- Origin: San Diego, California, U.S.
- Genres: Alternative rock; math rock; noise rock;
- Years active: 1991–present
- Members: Armistead Burwell Smith IV Pall Jenkins Tom Zinser

= Three Mile Pilot =

American rock band

Three Mile Pilot (often shortened to 3MP) is an American indie rock band from San Diego, California, formed by Armistead Burwell Smith IV (a.k.a. Zach Smith) from Pinback, Systems Officer, Neighborhood Watch on bass and vocals, Pall Jenkins (The Black Heart Procession, Dark Sarcasm, Mr. Tube) on vocals and guitar, and Tom Zinser (Neighborhood Watch (CV), Pinback) on drums.

== History ==
=== 1991–2000 ===
The group released their first album, Nà Vuccà Dò Lupù in 1991. It was recorded and mixed in three days, composed only of bass, vocals, and drums, and released on Cargo/Headhunter. Their next record, The Chief Assassin to the Sinister, came out (also on Cargo/Headhunter) in 1993, with a vinyl version released by Negative Records and then later by Goldenrod Records. It was significantly darker and introduced Jenkins on guitar. Geffen Records took an interest in the band, re-issued Chief with three new tracks produced by Tchad Blake, backed three months of touring and set them up at Seattle's Bear Creek Studios to produce a new album with Steve Fisk. Because of internal strife over the belabored new album Another Desert, Another Sea, Geffen dropped 3MP, allowing them to keep their masters which were later released by Headhunter. They added Tobias Nathaniel (The Black Heart Procession, The Young Destroyers, A Day Called Zero, Struggle) on piano/keyboard and released Another Desert, Another Sea in 1997. Several seven inch releases followed on various labels, as well as a self-titled EP released on Gravity Records the following year. Songs from the seven inch releases and other unreleased tracks were gathered in a two-CD compilation titled Songs From an Old Town We Once Knew, released on Cargo/Headhunter in 1999.
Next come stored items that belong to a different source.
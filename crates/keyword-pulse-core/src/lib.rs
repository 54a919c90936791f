//! # Keyword Pulse Core
//!
//! Pure analytics over keyword-performance exports: canonical models, the
//! column normalizer, snapshot construction, the period repository, the
//! comparison engine, and the opportunity classifier.
//!
//! This crate performs no filesystem or network I/O. Callers hand it raw
//! tables (header + string cells) and file names; everything downstream is
//! a function over immutable [`Snapshot`](snapshot::Snapshot) values.
//!
//! ```text
//! RawTable ──▶ normalize ──▶ Snapshot ──▶ PeriodRepository
//!                                │               │
//!                                ▼               ▼
//!                          opportunity      compare / trend
//! ```

pub mod compare;
pub mod error;
pub mod models;
pub mod normalize;
pub mod opportunity;
pub mod period;
pub mod repository;
pub mod snapshot;
pub mod table;
pub mod trend;
pub mod view;

pub use error::{Error, Result};
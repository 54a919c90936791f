use anyhow::{bail, Result};
use globset::{Glob, GlobSet, GlobSetBuilder};
use std::path::PathBuf;
use walkdir::WalkDir;

use crate::config::SourceConfig;

/// An export file found under the source root.
#[derive(Debug, Clone, PartialEq, Eq)]
pub struct ExportFile {
    pub path: PathBuf,
    /// Path relative to the source root, `/`-separated.
    pub relative: String,
    pub size: u64,
    pub modified_secs: i64,
}

/// Find export files under `source.root`.
///
/// Results are sorted by relative path; that order is the ingestion order
/// used to settle files that resolve to the same period.
pub fn scan_exports(source: &SourceConfig) -> Result<Vec<ExportFile>> {
    let root = &source.root;
    if !root.exists() {
        bail!("Source root does not exist: {}", root.display());
    }

    let include_set = build_globset(&source.include_globs)?;

    let mut default_excludes = vec![
        "**/.git/**".to_string(),
        "**/target/**".to_string(),
        "**/~$*".to_string(),
    ];
    default_excludes.extend(source.exclude_globs.clone());
    let exclude_set = build_globset(&default_excludes)?;

    let mut files = Vec::new();

    let walker = WalkDir::new(root).follow_links(source.follow_symlinks);
    for entry in walker {
        let entry = entry?;
        if !entry.file_type().is_file() {
            continue;
        }

        let path = entry.path();
        let relative = path.strip_prefix(root).unwrap_or(path);
        let rel_str = relative.to_string_lossy().replace('\\', "/");

        if exclude_set.is_match(&rel_str) {
            continue;
        }

        if !include_set.is_match(&rel_str) {
            continue;
        }

        let metadata = entry.metadata()?;
        let modified_secs = metadata
            .modified()
            .ok()
            .and_then(|m| m.duration_since(std::time::SystemTime::UNIX_EPOCH).ok())
            .map(|d| d.as_secs() as i64)
            .unwrap_or(0);

        files.push(ExportFile {
            path: path.to_path_buf(),
            relative: rel_str,
            size: metadata.len(),
            modified_secs,
        });
    }

    files.sort_by(|a, b| a.relative.cmp(&b.relative));

    Ok(files)
}

fn build_globset(patterns: &[String]) -> Result<GlobSet> {
    let mut builder = GlobSetBuilder::new();
    for pattern in patterns {
        builder.add(Glob::new(pattern)?);
    }
    Ok(builder.build()?)
}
3MP's early releases often referenced the cult sci-fi computer game series Star Control, as evidenced by album and song titles such as Star Control Out, "Chenjesu", "The Ur-Quan Destroyer", "Androsynth Guardian", and "Ilwrath", simply because they liked the names.

=== Reunion ===
After years on the backburner writing material intermittently, Three Mile Pilot partnered with indie label Touch and Go Records working toward a new album and played the über-weekend extravaganza Touch and Go 25th anniversary festival in Chicago in 2006. Following the downsizing of Touch and Go the band moved on and is now partnered with Temporary Residence Limited. Pinback and Blackheart have also both moved from Touch and Go Records to Temporary Residence Limited.

Three Mile Pilot played three sold-out shows at Tim Mays' The Casbah on January 18, 19 and 20, 2009 as part of the venue's 20th anniversary celebration. The line-up included Pall Jenkins, Armistead Burwell Smith IV, and Tom Zinser, as well as Kenseth Thibideau (Sleeping People) on keyboards, and Brad Lee (Mr. Tube, Comfortable for You) on bass and guitar.

The band toured the west coast in July 2009, their first tour in over ten years, and re-released their earlier work as a handmade six CD box set titled Three Mile Pilot: 1991–1999. They announced that a new album was nearly finished and that in October 2009, a seven inch with two new songs ("Planets/Grey Clouds") would be available. Their latest album entitled The Inevitable Past is the Future Forgotten was released on September 28, 2010, to much critical acclaim. This was their first album in over a decade.

== Discography ==

- Studio albums
- Nà Vuccà Dò Lupù (1992)
- The Chief Assassin to the Sinister (1994)
- Another Desert, Another Sea (1997)
- The Inevitable Past Is the Future Forgotten (2010)
- EPs
- Three Mile Pilot (1998)
- Maps (2012)
- Compilations
- Songs From an Old Town We Once Knew (2000)

- Singles
- "Circumcised" (1993)
- "This Divine Crown" (1997)
- "Piano Plus/Piano Minus" (1997)
- "Red Sensing" (1997)
- "The Approach" (1997, Split w/ A Minor Forest)
- "Late Night in the City of Jodoolestan" (1997)
- "In This Town I Awaken" (1998, Split w/ Boilermaker)
- "The House Is Loss" (1998)
- "Planets/Grey Clouds" (2009)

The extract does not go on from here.